Quels sont tes chanteurs et groupes Français favoris présents ou passés ?

Je pense en avoir déjà parlé, mais il y a beaucoup de disques français que j’adore, et, comme je l’ai dit, si je déclare que j’aime un groupe comme The Norvins, alors ça va faire chier une dizaine d’autres groupes que j’aime. Bien sûr, on avait un lien particulier avec les Dogs. J’ai produit un album avec Los Mescaleros – super groupe, super album Et ces frères Casas sont géniaux (des mauvais génies ? sûrement pas !).
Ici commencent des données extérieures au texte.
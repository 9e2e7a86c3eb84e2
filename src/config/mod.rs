// SPDX-License-Identifier: MPL-2.0
//! This module handles the site's configuration, including loading and saving
//! settings to a `settings.toml` file.
//!
//! # Configuration Sections
//!
//! - `[general]` - Language of user-visible messages
//! - `[server]` - Contact endpoint bind address and route
//! - `[timing]` - Interaction delays (transition lock, fades, intervals)
//! - `[layout]` - Pixel offsets used by navigation and reveal checks
//!
//! # Examples
//!
//! ```no_run
//! use folio::config::{self, Config};
//!
//! // Load existing configuration (returns tuple with optional warning)
//! let (mut config, _warning) = config::load();
//!
//! // Modify a setting
//! config.general.language = Some("fr".to_string());
//!
//! // Save the modified configuration
//! config::save(&config).expect("Failed to save config");
//! ```

pub mod defaults;
pub mod paths;

pub use defaults::*;

use crate::error::Result;
use serde::{Deserialize, Serialize};
use std::fs;
use std::path::{Path, PathBuf};
use std::time::Duration;

const CONFIG_FILE: &str = "settings.toml";

// =============================================================================
// Section Structs
// =============================================================================

/// General settings.
#[derive(Debug, Clone, Serialize, Deserialize, PartialEq, Default)]
pub struct GeneralConfig {
    /// Message language code (e.g., "en-US", "fr").
    #[serde(default, skip_serializing_if = "Option::is_none")]
    pub language: Option<String>,
}

/// Contact endpoint settings.
#[derive(Debug, Clone, Serialize, Deserialize, PartialEq)]
pub struct ServerConfig {
    /// Socket address the endpoint listens on.
    #[serde(default = "default_bind")]
    pub bind: String,

    /// Route the contact form posts to.
    #[serde(default = "default_contact_path")]
    pub contact_path: String,
}

impl Default for ServerConfig {
    fn default() -> Self {
        Self {
            bind: default_bind(),
            contact_path: default_contact_path(),
        }
    }
}

/// Interaction delays, in milliseconds.
#[derive(Debug, Clone, Serialize, Deserialize, PartialEq)]
#[serde(default)]
pub struct TimingConfig {
    pub transition_ms: u64,
    pub lightbox_close_ms: u64,
    pub lightbox_fade_restore_ms: u64,
    pub resize_debounce_ms: u64,
    pub loader_ms: u64,
    pub page_transition_ms: u64,
    pub reveal_throttle_ms: u64,
    pub parallax_throttle_ms: u64,
    pub initial_check_ms: u64,
    pub stagger_delay_ms: u64,
    pub music_interval_ms: u64,
    pub tech_interval_ms: u64,
    pub message_hide_ms: u64,
    pub redirect_ms: u64,
}

impl Default for TimingConfig {
    fn default() -> Self {
        Self {
            transition_ms: DEFAULT_TRANSITION_MS,
            lightbox_close_ms: DEFAULT_LIGHTBOX_CLOSE_MS,
            lightbox_fade_restore_ms: DEFAULT_LIGHTBOX_FADE_RESTORE_MS,
            resize_debounce_ms: DEFAULT_RESIZE_DEBOUNCE_MS,
            loader_ms: DEFAULT_LOADER_MS,
            page_transition_ms: DEFAULT_PAGE_TRANSITION_MS,
            reveal_throttle_ms: DEFAULT_REVEAL_THROTTLE_MS,
            parallax_throttle_ms: DEFAULT_PARALLAX_THROTTLE_MS,
            initial_check_ms: DEFAULT_INITIAL_CHECK_MS,
            stagger_delay_ms: DEFAULT_STAGGER_DELAY_MS,
            music_interval_ms: DEFAULT_MUSIC_INTERVAL_MS,
            tech_interval_ms: DEFAULT_TECH_INTERVAL_MS,
            message_hide_ms: DEFAULT_MESSAGE_HIDE_MS,
            redirect_ms: DEFAULT_REDIRECT_MS,
        }
    }
}

/// Pixel offsets for geometry checks.
#[derive(Debug, Clone, Serialize, Deserialize, PartialEq)]
#[serde(default)]
pub struct LayoutConfig {
    pub header_fallback_px: f32,
    pub reveal_offset_px: f32,
    pub active_section_offset_px: f32,
    pub header_scroll_threshold_px: f32,
    pub lazy_load_margin_px: f32,
    pub parallax_rate: f32,
    pub thank_you_path: String,
}

impl Default for LayoutConfig {
    fn default() -> Self {
        Self {
            header_fallback_px: DEFAULT_HEADER_FALLBACK_PX,
            reveal_offset_px: DEFAULT_REVEAL_OFFSET_PX,
            active_section_offset_px: DEFAULT_ACTIVE_SECTION_OFFSET_PX,
            header_scroll_threshold_px: DEFAULT_HEADER_SCROLL_THRESHOLD_PX,
            lazy_load_margin_px: DEFAULT_LAZY_LOAD_MARGIN_PX,
            parallax_rate: DEFAULT_PARALLAX_RATE,
            thank_you_path: DEFAULT_THANK_YOU_PATH.to_string(),
        }
    }
}

// =============================================================================
// Main Config Struct (Sectioned)
// =============================================================================

/// Site configuration with logical sections.
#[derive(Debug, Clone, Serialize, Deserialize, PartialEq, Default)]
pub struct Config {
    #[serde(default)]
    pub general: GeneralConfig,

    #[serde(default)]
    pub server: ServerConfig,

    #[serde(default)]
    pub timing: TimingConfig,

    #[serde(default)]
    pub layout: LayoutConfig,
}

fn default_bind() -> String {
    DEFAULT_BIND_ADDR.to_string()
}

fn default_contact_path() -> String {
    DEFAULT_CONTACT_PATH.to_string()
}

// =============================================================================
// Resolved Timings
// =============================================================================

/// [`TimingConfig`] resolved into durations for the interaction controllers.
#[derive(Debug, Clone, Copy, PartialEq, Eq)]
pub struct Timing {
    pub transition: Duration,
    pub lightbox_close: Duration,
    pub lightbox_fade_restore: Duration,
    pub resize_debounce: Duration,
    pub loader: Duration,
    pub page_transition: Duration,
    pub reveal_throttle: Duration,
    pub parallax_throttle: Duration,
    pub initial_check: Duration,
    pub stagger_delay: Duration,
    pub music_interval: Duration,
    pub tech_interval: Duration,
    pub message_hide: Duration,
    pub redirect: Duration,
}

impl From<&TimingConfig> for Timing {
    fn from(cfg: &TimingConfig) -> Self {
        let ms = Duration::from_millis;
        Self {
            transition: ms(cfg.transition_ms),
            lightbox_close: ms(cfg.lightbox_close_ms),
            lightbox_fade_restore: ms(cfg.lightbox_fade_restore_ms),
            resize_debounce: ms(cfg.resize_debounce_ms),
            loader: ms(cfg.loader_ms),
            page_transition: ms(cfg.page_transition_ms),
            reveal_throttle: ms(cfg.reveal_throttle_ms),
            parallax_throttle: ms(cfg.parallax_throttle_ms),
            initial_check: ms(cfg.initial_check_ms),
            stagger_delay: ms(cfg.stagger_delay_ms),
            music_interval: ms(cfg.music_interval_ms),
            tech_interval: ms(cfg.tech_interval_ms),
            message_hide: ms(cfg.message_hide_ms),
            redirect: ms(cfg.redirect_ms),
        }
    }
}

impl Default for Timing {
    fn default() -> Self {
        Self::from(&TimingConfig::default())
    }
}

// =============================================================================
// Load / Save
// =============================================================================

fn config_path_with_override(base_dir: Option<PathBuf>) -> Option<PathBuf> {
    paths::config_dir_with_override(base_dir).map(|mut path| {
        path.push(CONFIG_FILE);
        path
    })
}

/// Loads the configuration from the default path.
///
/// Returns a tuple of (config, optional_warning). If loading fails, returns
/// default config with a warning message key explaining what went wrong.
pub fn load() -> (Config, Option<String>) {
    load_with_override(None)
}

/// Loads the configuration from a custom directory.
pub fn load_with_override(base_dir: Option<PathBuf>) -> (Config, Option<String>) {
    if let Some(path) = config_path_with_override(base_dir) {
        if path.exists() {
            match load_from_path(&path) {
                Ok(config) => return (config, None),
                Err(err) => {
                    tracing::warn!(path = %path.display(), %err, "falling back to default config");
                    return (
                        Config::default(),
                        Some("notification-config-load-error".to_string()),
                    );
                }
            }
        }
    }
    (Config::default(), None)
}

/// Loads configuration from a specific path.
pub fn load_from_path(path: &Path) -> Result<Config> {
    let content = fs::read_to_string(path)?;
    Ok(toml::from_str(&content)?)
}

/// Saves the configuration to the default path.
pub fn save(config: &Config) -> Result<()> {
    save_with_override(config, None)
}

/// Saves the configuration into a custom directory.
pub fn save_with_override(config: &Config, base_dir: Option<PathBuf>) -> Result<()> {
    if let Some(path) = config_path_with_override(base_dir) {
        return save_to_path(config, &path);
    }
    Ok(())
}

/// Saves configuration to a specific path, creating parent directories.
pub fn save_to_path(config: &Config, path: &Path) -> Result<()> {
    if let Some(parent) = path.parent() {
        fs::create_dir_all(parent)?;
    }
    let content = toml::to_string_pretty(config)?;
    fs::write(path, content)?;
    Ok(())
}

#[cfg(test)]
mod tests {
    use super::*;
    use tempfile::tempdir;

    #[test]
    fn save_and_load_round_trip_preserves_sections() {
        let mut config = Config::default();
        config.general.language = Some("fr".to_string());
        config.server.bind = "0.0.0.0:8080".to_string();
        config.timing.transition_ms = 250;

        let temp_dir = tempdir().expect("failed to create temp dir");
        let config_path = temp_dir.path().join("nested").join("settings.toml");

        save_to_path(&config, &config_path).expect("failed to save config");
        let loaded = load_from_path(&config_path).expect("failed to load config");

        assert_eq!(loaded, config);
    }

    #[test]
    fn load_from_path_rejects_invalid_toml() {
        let temp_dir = tempdir().expect("failed to create temp dir");
        let config_path = temp_dir.path().join("settings.toml");
        fs::write(&config_path, "not = valid = toml").expect("failed to write invalid toml");

        assert!(load_from_path(&config_path).is_err());
    }

    #[test]
    fn load_with_override_warns_and_falls_back_on_invalid_file() {
        let temp_dir = tempdir().expect("failed to create temp dir");
        fs::write(temp_dir.path().join(CONFIG_FILE), "[timing\n").expect("write failed");

        let (config, warning) = load_with_override(Some(temp_dir.path().to_path_buf()));
        assert_eq!(config, Config::default());
        assert_eq!(warning.as_deref(), Some("notification-config-load-error"));
    }

    #[test]
    fn load_with_override_without_file_returns_defaults() {
        let temp_dir = tempdir().expect("failed to create temp dir");
        let (config, warning) = load_with_override(Some(temp_dir.path().to_path_buf()));
        assert_eq!(config, Config::default());
        assert!(warning.is_none());
    }

    #[test]
    fn partial_sections_fill_in_defaults() {
        let config: Config = toml::from_str("[timing]\ntransition_ms = 600\n").expect("parse");
        assert_eq!(config.timing.transition_ms, 600);
        assert_eq!(config.timing.lightbox_close_ms, DEFAULT_LIGHTBOX_CLOSE_MS);
        assert_eq!(config.server.contact_path, DEFAULT_CONTACT_PATH);
    }

    #[test]
    fn timing_resolves_to_durations() {
        let timing = Timing::default();
        assert_eq!(timing.transition, Duration::from_millis(400));
        assert_eq!(timing.lightbox_close, Duration::from_millis(300));
        assert_eq!(timing.loader, Duration::from_millis(1200));
    }
}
Je devrais y ajouter sans hésiter The Playboys, ils sont une inspiration depuis leurs débuts, et François est la seule personne à m’avoir vraiment impressionné sur scène – au festival d’Angoulême, je crois (The Cosmic Trip). Les Gris-Gris sont super également, il y a quelques merveilleux titres des Rita Mitsouko, Charles Trenet, bien sûr, et Dutronc, toujours. Vaste question, il faudrait être plus précis !

Quels sont tes meilleurs souvenirs de concert avec les Fleshtones ici en France plus ou moins récents ?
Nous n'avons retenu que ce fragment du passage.